(Problem to work on) Each line of the records below that contains "wordlist" needs to be copied.

(Data excerpts)
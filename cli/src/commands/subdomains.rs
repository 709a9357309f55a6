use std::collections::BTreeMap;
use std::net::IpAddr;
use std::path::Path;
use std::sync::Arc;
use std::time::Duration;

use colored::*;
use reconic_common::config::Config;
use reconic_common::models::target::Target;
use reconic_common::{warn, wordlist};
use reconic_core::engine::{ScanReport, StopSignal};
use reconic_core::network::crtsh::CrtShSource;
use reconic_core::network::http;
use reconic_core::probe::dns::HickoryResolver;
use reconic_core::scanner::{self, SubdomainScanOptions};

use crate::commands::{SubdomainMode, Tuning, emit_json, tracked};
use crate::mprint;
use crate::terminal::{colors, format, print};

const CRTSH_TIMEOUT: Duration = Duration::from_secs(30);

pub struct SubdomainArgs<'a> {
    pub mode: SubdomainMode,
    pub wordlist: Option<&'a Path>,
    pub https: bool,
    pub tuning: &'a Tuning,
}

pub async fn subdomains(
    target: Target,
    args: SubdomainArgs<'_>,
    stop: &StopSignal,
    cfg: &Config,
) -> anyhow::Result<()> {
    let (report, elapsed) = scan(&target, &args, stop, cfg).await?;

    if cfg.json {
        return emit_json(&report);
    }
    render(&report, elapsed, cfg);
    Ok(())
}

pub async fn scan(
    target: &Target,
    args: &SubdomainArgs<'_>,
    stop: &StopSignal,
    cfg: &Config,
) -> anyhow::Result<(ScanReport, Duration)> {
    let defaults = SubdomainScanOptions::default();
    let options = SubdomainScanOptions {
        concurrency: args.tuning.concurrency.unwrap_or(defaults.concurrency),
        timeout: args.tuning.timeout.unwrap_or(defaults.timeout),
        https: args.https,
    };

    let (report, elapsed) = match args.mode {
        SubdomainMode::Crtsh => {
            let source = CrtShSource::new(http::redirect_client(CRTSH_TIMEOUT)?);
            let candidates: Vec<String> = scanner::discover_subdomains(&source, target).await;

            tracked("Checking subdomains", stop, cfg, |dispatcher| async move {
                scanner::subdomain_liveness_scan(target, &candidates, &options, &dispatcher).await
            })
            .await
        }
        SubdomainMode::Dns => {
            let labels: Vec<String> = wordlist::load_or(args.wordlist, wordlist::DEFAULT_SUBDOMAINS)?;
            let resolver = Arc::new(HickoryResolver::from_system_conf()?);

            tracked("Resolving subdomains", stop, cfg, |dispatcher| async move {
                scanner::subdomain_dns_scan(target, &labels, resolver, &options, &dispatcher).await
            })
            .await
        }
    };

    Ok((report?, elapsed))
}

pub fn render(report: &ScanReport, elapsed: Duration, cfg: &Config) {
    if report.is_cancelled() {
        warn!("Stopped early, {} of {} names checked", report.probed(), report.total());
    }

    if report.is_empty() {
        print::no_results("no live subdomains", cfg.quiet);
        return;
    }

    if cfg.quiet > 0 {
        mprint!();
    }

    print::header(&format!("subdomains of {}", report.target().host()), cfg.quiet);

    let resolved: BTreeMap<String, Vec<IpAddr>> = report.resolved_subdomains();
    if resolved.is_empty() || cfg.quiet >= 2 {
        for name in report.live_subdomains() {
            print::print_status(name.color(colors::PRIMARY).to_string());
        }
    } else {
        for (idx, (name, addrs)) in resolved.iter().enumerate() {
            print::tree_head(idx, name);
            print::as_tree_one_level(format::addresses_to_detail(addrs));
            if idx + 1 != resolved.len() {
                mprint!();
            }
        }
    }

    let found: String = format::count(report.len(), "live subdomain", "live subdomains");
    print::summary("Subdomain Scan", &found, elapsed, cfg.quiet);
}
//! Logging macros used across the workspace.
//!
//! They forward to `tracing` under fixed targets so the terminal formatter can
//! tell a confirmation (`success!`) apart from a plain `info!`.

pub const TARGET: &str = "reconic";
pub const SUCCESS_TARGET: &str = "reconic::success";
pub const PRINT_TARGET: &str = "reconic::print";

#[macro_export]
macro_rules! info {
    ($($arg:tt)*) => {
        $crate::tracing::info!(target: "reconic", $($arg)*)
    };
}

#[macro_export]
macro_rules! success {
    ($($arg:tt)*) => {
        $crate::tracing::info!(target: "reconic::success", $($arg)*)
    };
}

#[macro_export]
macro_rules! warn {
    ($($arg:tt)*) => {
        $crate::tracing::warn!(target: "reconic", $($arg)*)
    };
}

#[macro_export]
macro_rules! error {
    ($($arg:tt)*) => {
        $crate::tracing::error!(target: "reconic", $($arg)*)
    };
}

(Answer to this exercise)
use reconic_common::{warn, wordlist};
    pub wordlist: Option<&'a Path>,
            let labels: Vec<String> = wordlist::load_or(args.wordlist, wordlist::DEFAULT_SUBDOMAINS)?;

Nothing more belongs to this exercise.